Optimization Part II: Targeted Optimizations Assisted by Flame Graphing

Early last year IPUMS moved production of IPUMS-International micro-data to the latest version of the core DCP and a new data editing API. In doing so we discovered a number of places where the new API – while performing better than the old one on our USA and CPS test datasets – performed worse than expected on some of the IPUMSI datasets. Not a big deal except for a few datasets that took twenty or thirty times longer to process than we would expect.

What could be the cause?

For Easy Wins Start With a Flame Graph

Rather than thinking hard, I made aflame graph from profiles on two super-slow datasets, then systematically attacked the widest areas of the graphs, similar to the process described in my flame-graph introduction

It took a while to come up with a useful flame graph because the bad behavior was hard to capture.

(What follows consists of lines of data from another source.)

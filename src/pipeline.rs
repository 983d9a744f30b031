// 该文件是 Furniscan （家具识别） 项目的一部分。
// src/pipeline.rs - 图像分类流程
//
// 本文件根据 Apache 许可证第 2.0 版（以下简称“许可证”）授权使用；
// 除非遵守该许可证条款，否则您不得使用本文件。
// 您可通过以下网址获取许可证副本：
// http://www.apache.org/licenses/LICENSE-2.0
// 除非适用法律要求或书面同意，根据本许可协议分发的软件均按“原样”提供，
// 不附带任何形式的明示或暗示的保证或条件。
// 有关许可权限与限制的具体条款，请参阅本许可协议。
//
// Copyright (C) 2026 Johann Li <me@qinka.pro>, Wareless Group

use std::fmt;
use std::path::Path;

use thiserror::Error;
use tracing::{debug, info};

use crate::{
  classify::{ClassificationResult, classify},
  detection::DetectionSet,
  frame::Frame,
  input::{ImageFileInput, ImageFileInputError},
  model::Model,
  select::{EmptyResultError, select_best},
};

/// 一次分类的结论
#[derive(Debug, Clone, PartialEq, Eq)]
pub enum Verdict {
  Classified(ClassificationResult),
  /// 检测器正常运行但没有发现任何对象
  NothingDetected,
}

impl Verdict {
  /// 未检测到对象时报告的类别
  pub const NOTHING_CATEGORY: &'static str = "none";

  pub fn is_furniture(&self) -> bool {
    matches!(self, Verdict::Classified(result) if result.is_furniture)
  }

  pub fn category(&self) -> &str {
    match self {
      Verdict::Classified(result) => &result.category,
      Verdict::NothingDetected => Self::NOTHING_CATEGORY,
    }
  }

  pub fn is_detected(&self) -> bool {
    matches!(self, Verdict::Classified(_))
  }
}

impl fmt::Display for Verdict {
  fn fmt(&self, f: &mut fmt::Formatter<'_>) -> fmt::Result {
    write!(f, "furniture={} category={}", self.is_furniture(), self.category())
  }
}

#[derive(Error, Debug)]
pub enum PipelineError<E> {
  #[error("图像加载失败: {0}")]
  ImageLoad(#[from] ImageFileInputError),
  #[error("模型推理失败: {0}")]
  Model(#[source] E),
}

/// 在已有的检测结果上做出判定
pub fn classify_detections(detections: &DetectionSet, user_choice: &str) -> Verdict {
  match select_best(detections) {
    Ok(best) => {
      debug!(
        "最高置信度结果: {} ({:.4})",
        best.category(),
        best.confidence()
      );
      Verdict::Classified(classify(best.category(), user_choice))
    }
    Err(EmptyResultError) => {
      info!("未检测到任何对象");
      Verdict::NothingDetected
    }
  }
}

/// 对已解码的图像运行检测并判定
pub fn classify_frame<M>(model: &M, frame: &Frame, user_choice: &str) -> Result<Verdict, M::Error>
where
  M: Model<Input = Frame, Output = DetectionSet>,
{
  let now = std::time::Instant::now();
  let detections = model.infer(frame)?;
  debug!(
    "推理完成，耗时: {:.2?}, 结果数量: {}",
    now.elapsed(),
    detections.len()
  );

  let verdict = classify_detections(&detections, user_choice);
  info!("{}: {}", frame.source().display(), verdict);
  Ok(verdict)
}

/// 读取图像文件，运行检测并判定
///
/// 图像无法读取或解码时返回 [`PipelineError::ImageLoad`]，检测器自身的
/// 错误返回 [`PipelineError::Model`]。
pub fn classify_image<M>(
  model: &M,
  image: impl AsRef<Path>,
  user_choice: &str,
) -> Result<Verdict, PipelineError<M::Error>>
where
  M: Model<Input = Frame, Output = DetectionSet>,
{
  let frame = ImageFileInput::load_frame(image)?;
  classify_frame(model, &frame, user_choice).map_err(PipelineError::Model)
}

#[cfg(test)]
mod tests {
  use super::*;
  use crate::detection::Detection;

  fn set(items: &[(&str, f64)]) -> DetectionSet {
    items.iter().map(|&(c, s)| Detection::new(c, s)).collect()
  }

  #[test]
  fn tie_resolves_to_first_seen_couch() {
    let detections = set(&[("couch", 0.81), ("table", 0.81), ("chair", 0.40)]);
    assert_eq!(
      classify_detections(&detections, "couch"),
      Verdict::Classified(ClassificationResult {
        is_furniture: true,
        category: "couch".to_string(),
      })
    );
  }

  #[test]
  fn empty_set_is_nothing_detected() {
    let verdict = classify_detections(&DetectionSet::empty(), "couch");
    assert_eq!(verdict, Verdict::NothingDetected);
    assert!(!verdict.is_furniture());
    assert_eq!(verdict.category(), "none");
  }

  #[test]
  fn display_reports_category() {
    let verdict = classify_detections(&set(&[("car", 0.9)]), "couch");
    assert_eq!(verdict.to_string(), "furniture=false category=car");
  }
}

When exploring the slowness with one of the slow datasets, I discovered most samples of “perf” data didn’t generate very unusual – varying from the baseline – flame graphs. Yet, running through the whole dataset took nearly a day when I’d expect it to take more like an hour at most. I monitored one such run, waited for the volume of data output by DCP to drop to a trickle and noted the region of the dataset where this occurred. Then I started DCP at that point and gathered data from “perf” and turned it into a flame graph.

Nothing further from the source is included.